Une atmosphère très particulière donc, effarante dans son gigantisme et à ce titre outrageusement démiurgique, mais dépourvue de cette fantaisie plaisamment malsaine qui caractérise les mondes des Faiseurs d'univers. Et pour cause : on n'est pas là pour rigoler, il s'agit d'une expérience scientifique et éthique mortellement sérieuse.

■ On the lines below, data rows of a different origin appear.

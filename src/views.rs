//! Plain text renderings of ledger data

use pacsweb_core::accounts::make_acc_repr;
use pacsweb_core::dates::{days_between, format_full_readable, today};
use pacsweb_core::journal::JOURNAL_COLUMNS;
use pacsweb_core::{
    AccountTreeNode, Currency, JournalPage, JournalRow, LedgerSnapshot, MoneyFormatter,
    Pagination, ReportTable, Transaction,
};
use pacsweb_parser::PortfolioStats;
use pacsweb_utils::{render_table, truncate};
use std::collections::BTreeMap;

const DESCRIPTION_WIDTH: usize = 40;

fn header(columns: &[&str]) -> Vec<String> {
    columns.iter().map(|c| c.to_string()).collect()
}

pub fn account_tree(tree: &AccountTreeNode) -> String {
    tree.walk()
        .into_iter()
        .map(|(depth, account)| format!("{}{}", "  ".repeat(depth), make_acc_repr(account)))
        .collect::<Vec<_>>()
        .join("\n")
}

pub fn currencies(currencies: &[Currency]) -> String {
    let rows: Vec<Vec<String>> = currencies
        .iter()
        .map(|c| {
            vec![
                c.pk.to_string(),
                c.name.clone(),
                if c.imutable { "yes" } else { "no" }.to_string(),
            ]
        })
        .collect();
    render_table(&header(&["Pk", "Name", "Immutable"]), &rows)
}

pub fn transactions(snapshot: &LedgerSnapshot, transactions: &[Transaction]) -> String {
    let accounts = snapshot.account_lookup();
    let rows: Vec<Vec<String>> = transactions
        .iter()
        .map(|t| {
            let names: Vec<String> = t
                .accounts()
                .into_iter()
                .map(|pk| {
                    accounts
                        .get(pk)
                        .map(|a| a.name.clone())
                        .unwrap_or_else(|| format!("?{}", pk))
                })
                .collect();
            vec![
                t.pk.to_string(),
                t.date.format("%Y-%m-%d").to_string(),
                truncate(&t.description, DESCRIPTION_WIDTH),
                names.join(", "),
            ]
        })
        .collect();
    render_table(&header(&["Pk", "Date", "Description", "Accounts"]), &rows)
}

pub fn transaction_detail(
    snapshot: &LedgerSnapshot,
    formatter: &MoneyFormatter,
    transaction: &Transaction,
) -> String {
    let days = days_between(&today(), &transaction.date);
    let mut lines = vec![
        format!("Transaction {}: {}", transaction.pk, transaction.description),
        format!("Date: {} ({} days ago)", format_full_readable(&transaction.date), days),
    ];
    if let Some(reference) = &transaction.reference {
        lines.push(format!("Reference: {}", reference));
    }
    if !transaction.tags.is_empty() {
        lines.push(format!(
            "Tags: {}",
            pacsweb_parser::tags::to_user_input(&transaction.tags)
        ));
    }

    let accounts = snapshot.account_lookup();
    let currencies = snapshot.currency_lookup();
    let rows: Vec<Vec<String>> = transaction
        .movements
        .iter()
        .map(|m| {
            vec![
                accounts
                    .get(m.account)
                    .map(make_acc_repr)
                    .unwrap_or_else(|| format!("({}) ?", m.account)),
                formatter.money(|pk| currencies.get(pk), &m.money),
                m.comment.clone().unwrap_or_default(),
            ]
        })
        .collect();
    lines.push(String::new());
    lines.push(render_table(&header(&["Account", "Money", "Comment"]), &rows));
    lines.join("\n")
}

pub fn journal(page: &JournalPage, pagination: &Pagination, rows: &[JournalRow]) -> String {
    let cells: Vec<Vec<String>> = rows.iter().map(JournalRow::cells).collect();
    format!(
        "{}\n\nPage {} of {} ({} entries)",
        render_table(&header(&JOURNAL_COLUMNS), &cells),
        pagination.page + 1,
        pagination.page_count(page.count).max(1),
        page.count
    )
}

pub fn report(table: &ReportTable) -> String {
    render_table(&table.header, &table.rows)
}

pub fn portfolio_stats(stats: &PortfolioStats) -> String {
    let rows: Vec<Vec<String>> = stats
        .number_of_entries
        .iter()
        .map(|(currency, count)| vec![currency.clone(), count.to_string()])
        .collect();
    render_table(&header(&["Currency", "Entries"]), &rows)
}

pub fn flags(flags: &BTreeMap<String, bool>) -> String {
    let rows: Vec<Vec<String>> = flags
        .iter()
        .map(|(name, active)| vec![name.clone(), active.to_string()])
        .collect();
    render_table(&header(&["Flag", "Active"]), &rows)
}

Le thème du dieu qui crée un univers et y place des créatures à seule fin de les regarder s'ébattre est récurrent chez Farmer. Dans Le masque vide, l'un des plus grands space opera jamais écrits, à la fois aventure échevelée, supplice psychique et roman métaphysique, Farmer met en scène non seulement des humains mais des extraterrestres et divers types de créatures qui occupent tous les échelons intermédiaires entre l'homme et dieu. Le héros, Ramstan, est un musulman pétri de culture arabe, qui a rejeté sa religion sans être tout à fait athée. Commandant d'astronef solitaire et tourmenté, il vole, au cours de son périple suicidaire, un œuf couvert de microsculptures, outil de communication vénéré comme un dieu, dont la structure interne renferme des mondes et des consciences ; il fuit une machine de taille planétaire aux pouvoirs de destruction apocalyptiques ; puis il rencontre trois pseudo-femmes à l'impensable longévité (elles ont survécu à plusieurs big-bangs). Toutes ces créatures pourraient facilement jouer des rôles démiurgiques, voire divins, et le font parfois, mais la fuite de Ramstan l'amène à une révélation plus grande encore : dieu n'est autre que l'univers lui-même, un dieu nourrisson babillant dont il faut favoriser le développement pour échapper à la destruction.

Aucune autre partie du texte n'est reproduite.